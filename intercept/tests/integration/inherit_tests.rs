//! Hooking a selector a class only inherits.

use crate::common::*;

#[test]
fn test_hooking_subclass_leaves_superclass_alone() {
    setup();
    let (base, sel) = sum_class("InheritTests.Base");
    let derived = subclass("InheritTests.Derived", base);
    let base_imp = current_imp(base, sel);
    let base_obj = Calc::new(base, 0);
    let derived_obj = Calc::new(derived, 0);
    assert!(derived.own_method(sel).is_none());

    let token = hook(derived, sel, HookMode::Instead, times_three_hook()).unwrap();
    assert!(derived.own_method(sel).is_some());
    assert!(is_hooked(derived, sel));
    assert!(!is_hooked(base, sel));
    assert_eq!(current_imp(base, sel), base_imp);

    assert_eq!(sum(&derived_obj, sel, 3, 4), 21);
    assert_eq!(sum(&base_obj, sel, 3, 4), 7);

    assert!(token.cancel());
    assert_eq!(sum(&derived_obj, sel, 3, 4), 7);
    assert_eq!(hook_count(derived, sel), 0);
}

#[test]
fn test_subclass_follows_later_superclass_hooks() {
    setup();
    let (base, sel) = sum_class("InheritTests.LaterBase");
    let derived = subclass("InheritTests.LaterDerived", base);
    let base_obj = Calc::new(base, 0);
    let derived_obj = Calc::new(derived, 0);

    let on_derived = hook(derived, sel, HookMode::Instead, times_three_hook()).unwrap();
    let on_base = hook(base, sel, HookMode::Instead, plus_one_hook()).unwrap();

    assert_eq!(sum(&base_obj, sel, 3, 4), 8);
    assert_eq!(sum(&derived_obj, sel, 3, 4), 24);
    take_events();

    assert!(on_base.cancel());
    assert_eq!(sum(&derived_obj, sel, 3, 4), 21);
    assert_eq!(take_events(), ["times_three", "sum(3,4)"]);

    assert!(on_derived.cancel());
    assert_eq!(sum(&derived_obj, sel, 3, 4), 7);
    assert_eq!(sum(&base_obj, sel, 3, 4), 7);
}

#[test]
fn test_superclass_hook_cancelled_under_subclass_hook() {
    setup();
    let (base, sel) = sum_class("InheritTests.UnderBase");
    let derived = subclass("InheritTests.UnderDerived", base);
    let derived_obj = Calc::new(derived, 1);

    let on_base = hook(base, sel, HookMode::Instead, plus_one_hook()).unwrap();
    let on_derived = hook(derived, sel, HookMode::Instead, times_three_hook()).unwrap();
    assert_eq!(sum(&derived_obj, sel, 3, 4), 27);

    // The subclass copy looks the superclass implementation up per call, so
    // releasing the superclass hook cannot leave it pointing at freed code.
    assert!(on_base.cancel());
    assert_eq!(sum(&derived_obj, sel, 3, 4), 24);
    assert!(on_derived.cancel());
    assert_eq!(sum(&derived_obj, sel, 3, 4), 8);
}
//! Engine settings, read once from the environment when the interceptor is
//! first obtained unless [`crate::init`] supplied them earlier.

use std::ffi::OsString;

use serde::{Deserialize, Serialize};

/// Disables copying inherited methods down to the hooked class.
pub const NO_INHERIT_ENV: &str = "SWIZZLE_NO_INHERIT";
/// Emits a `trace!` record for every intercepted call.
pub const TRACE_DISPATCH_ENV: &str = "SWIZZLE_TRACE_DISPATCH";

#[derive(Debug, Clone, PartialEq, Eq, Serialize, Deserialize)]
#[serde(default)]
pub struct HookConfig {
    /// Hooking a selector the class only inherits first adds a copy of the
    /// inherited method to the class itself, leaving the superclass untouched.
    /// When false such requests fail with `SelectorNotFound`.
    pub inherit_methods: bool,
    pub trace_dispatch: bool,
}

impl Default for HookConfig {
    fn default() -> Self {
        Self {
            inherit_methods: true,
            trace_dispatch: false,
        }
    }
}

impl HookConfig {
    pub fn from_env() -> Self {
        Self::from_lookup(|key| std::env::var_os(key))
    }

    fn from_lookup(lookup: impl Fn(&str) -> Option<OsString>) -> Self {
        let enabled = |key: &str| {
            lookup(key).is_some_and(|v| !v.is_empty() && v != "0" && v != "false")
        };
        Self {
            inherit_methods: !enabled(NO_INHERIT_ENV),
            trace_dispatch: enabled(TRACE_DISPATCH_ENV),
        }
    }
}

━━━━━━━━━━━━━━━━

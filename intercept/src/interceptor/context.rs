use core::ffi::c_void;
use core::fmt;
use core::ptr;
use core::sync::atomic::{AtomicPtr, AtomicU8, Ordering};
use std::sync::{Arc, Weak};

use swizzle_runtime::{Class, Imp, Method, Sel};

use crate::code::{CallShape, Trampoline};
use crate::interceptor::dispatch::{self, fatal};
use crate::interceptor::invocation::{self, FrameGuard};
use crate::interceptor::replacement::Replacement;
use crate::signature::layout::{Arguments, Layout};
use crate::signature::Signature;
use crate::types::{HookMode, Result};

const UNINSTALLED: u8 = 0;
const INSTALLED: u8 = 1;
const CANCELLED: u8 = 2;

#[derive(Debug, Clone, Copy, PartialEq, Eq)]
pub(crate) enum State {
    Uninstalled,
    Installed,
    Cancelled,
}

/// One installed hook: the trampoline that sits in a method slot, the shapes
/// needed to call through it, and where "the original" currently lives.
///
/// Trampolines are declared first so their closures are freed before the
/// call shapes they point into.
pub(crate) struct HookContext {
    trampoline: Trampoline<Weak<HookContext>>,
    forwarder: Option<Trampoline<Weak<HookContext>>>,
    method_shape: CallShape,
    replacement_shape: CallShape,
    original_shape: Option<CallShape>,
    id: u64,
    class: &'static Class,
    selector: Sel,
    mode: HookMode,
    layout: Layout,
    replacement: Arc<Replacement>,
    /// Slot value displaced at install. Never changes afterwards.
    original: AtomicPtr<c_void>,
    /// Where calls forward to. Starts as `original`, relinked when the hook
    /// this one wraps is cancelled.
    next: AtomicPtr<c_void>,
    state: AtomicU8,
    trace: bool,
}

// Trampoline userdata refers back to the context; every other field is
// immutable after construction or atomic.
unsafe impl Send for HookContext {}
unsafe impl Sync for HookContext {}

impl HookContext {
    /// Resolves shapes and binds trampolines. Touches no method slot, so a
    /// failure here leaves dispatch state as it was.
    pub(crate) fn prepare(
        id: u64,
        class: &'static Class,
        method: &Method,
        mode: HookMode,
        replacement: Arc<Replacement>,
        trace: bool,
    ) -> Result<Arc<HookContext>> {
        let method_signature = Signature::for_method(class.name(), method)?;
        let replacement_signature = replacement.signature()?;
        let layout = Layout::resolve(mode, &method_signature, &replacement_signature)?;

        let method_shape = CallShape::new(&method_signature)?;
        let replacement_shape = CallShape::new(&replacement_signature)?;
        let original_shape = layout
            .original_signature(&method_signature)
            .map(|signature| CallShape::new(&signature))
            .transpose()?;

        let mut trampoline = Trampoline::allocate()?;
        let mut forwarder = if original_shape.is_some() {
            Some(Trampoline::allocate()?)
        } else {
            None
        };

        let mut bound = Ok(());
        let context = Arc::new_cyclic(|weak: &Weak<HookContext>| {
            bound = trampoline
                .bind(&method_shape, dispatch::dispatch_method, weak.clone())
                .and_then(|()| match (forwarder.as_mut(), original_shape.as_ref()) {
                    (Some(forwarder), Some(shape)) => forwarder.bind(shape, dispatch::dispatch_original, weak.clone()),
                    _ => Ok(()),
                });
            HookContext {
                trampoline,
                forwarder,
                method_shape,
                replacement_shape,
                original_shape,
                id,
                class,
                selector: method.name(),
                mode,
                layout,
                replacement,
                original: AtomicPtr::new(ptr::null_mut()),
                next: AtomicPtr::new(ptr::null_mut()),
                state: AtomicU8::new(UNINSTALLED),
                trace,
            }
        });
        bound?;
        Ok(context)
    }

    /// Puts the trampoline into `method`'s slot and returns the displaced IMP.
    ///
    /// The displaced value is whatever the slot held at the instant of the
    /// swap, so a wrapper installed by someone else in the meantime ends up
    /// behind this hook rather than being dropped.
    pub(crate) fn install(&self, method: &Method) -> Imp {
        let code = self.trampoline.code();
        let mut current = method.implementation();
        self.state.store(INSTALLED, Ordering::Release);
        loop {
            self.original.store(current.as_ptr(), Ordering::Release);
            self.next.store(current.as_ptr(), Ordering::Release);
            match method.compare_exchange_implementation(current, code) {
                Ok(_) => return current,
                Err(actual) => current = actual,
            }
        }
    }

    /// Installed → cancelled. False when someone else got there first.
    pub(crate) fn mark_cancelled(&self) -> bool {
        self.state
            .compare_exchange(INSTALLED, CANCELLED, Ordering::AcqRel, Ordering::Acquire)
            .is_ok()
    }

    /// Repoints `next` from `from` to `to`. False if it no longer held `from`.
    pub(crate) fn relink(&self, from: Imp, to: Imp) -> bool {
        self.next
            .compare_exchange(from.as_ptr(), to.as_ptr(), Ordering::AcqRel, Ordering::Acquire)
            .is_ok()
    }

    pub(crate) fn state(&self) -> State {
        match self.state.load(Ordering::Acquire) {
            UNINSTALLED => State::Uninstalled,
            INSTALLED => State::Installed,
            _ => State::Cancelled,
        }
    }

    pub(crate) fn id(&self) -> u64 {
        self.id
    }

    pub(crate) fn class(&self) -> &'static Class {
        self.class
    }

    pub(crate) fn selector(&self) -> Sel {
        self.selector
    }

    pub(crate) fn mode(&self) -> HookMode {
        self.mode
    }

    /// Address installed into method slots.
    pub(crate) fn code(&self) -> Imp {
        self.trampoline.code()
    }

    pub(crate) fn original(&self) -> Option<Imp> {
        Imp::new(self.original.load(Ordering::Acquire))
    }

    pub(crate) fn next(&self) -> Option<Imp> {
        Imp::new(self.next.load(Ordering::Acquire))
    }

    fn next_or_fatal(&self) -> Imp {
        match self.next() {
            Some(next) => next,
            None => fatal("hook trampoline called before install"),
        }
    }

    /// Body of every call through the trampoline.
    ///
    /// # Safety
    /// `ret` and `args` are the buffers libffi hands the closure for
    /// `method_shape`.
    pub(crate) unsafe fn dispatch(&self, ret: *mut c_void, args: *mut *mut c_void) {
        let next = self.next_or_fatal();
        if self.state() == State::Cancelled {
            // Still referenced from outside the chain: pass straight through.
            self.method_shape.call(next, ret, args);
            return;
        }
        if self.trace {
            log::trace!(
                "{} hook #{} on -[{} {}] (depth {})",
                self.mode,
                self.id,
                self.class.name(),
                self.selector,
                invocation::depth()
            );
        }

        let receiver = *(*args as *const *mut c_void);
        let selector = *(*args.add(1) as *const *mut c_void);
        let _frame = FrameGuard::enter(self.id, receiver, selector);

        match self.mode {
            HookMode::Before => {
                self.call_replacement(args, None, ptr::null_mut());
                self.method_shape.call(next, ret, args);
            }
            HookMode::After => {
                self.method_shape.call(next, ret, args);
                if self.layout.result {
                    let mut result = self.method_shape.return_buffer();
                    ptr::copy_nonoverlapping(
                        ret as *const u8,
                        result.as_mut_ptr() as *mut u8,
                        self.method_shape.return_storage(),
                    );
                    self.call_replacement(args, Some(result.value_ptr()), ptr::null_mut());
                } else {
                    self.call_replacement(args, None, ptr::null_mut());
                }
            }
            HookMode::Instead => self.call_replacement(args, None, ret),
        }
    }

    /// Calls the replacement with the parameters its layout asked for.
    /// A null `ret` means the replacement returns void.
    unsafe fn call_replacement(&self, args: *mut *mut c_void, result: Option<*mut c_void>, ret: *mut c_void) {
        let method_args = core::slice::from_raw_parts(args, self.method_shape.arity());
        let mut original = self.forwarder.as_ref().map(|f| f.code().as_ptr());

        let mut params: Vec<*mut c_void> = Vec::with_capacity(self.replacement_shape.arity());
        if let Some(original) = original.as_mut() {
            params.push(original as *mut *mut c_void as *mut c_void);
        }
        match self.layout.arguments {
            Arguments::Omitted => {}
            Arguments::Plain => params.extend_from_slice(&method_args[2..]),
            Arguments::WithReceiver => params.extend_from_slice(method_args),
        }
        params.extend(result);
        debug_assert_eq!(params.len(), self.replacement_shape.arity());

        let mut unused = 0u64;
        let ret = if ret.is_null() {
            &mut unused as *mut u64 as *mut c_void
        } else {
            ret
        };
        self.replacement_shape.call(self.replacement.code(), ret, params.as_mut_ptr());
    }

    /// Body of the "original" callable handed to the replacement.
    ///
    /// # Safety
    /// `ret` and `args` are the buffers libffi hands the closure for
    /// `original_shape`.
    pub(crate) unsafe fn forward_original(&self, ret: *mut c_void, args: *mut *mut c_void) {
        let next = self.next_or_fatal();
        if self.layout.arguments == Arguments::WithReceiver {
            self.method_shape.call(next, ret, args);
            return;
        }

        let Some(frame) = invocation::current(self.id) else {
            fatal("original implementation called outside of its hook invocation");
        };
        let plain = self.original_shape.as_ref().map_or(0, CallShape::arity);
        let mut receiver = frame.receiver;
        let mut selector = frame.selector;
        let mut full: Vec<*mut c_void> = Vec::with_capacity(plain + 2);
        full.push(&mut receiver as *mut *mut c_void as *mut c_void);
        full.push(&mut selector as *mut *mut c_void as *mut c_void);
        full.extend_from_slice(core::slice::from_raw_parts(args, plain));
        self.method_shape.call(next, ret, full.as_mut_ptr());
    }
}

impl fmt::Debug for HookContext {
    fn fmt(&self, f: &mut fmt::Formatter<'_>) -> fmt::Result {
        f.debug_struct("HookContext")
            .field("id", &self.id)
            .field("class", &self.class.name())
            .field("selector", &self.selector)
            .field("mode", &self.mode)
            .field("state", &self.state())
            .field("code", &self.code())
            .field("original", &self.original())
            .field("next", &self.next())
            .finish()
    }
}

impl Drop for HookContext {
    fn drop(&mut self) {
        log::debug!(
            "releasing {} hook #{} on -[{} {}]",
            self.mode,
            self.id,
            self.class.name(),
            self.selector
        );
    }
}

━━━━━━━━━━━━━━━━

Every line above that holds the string "else" counts once; give the total and nothing more.

**Exercise solution**: 6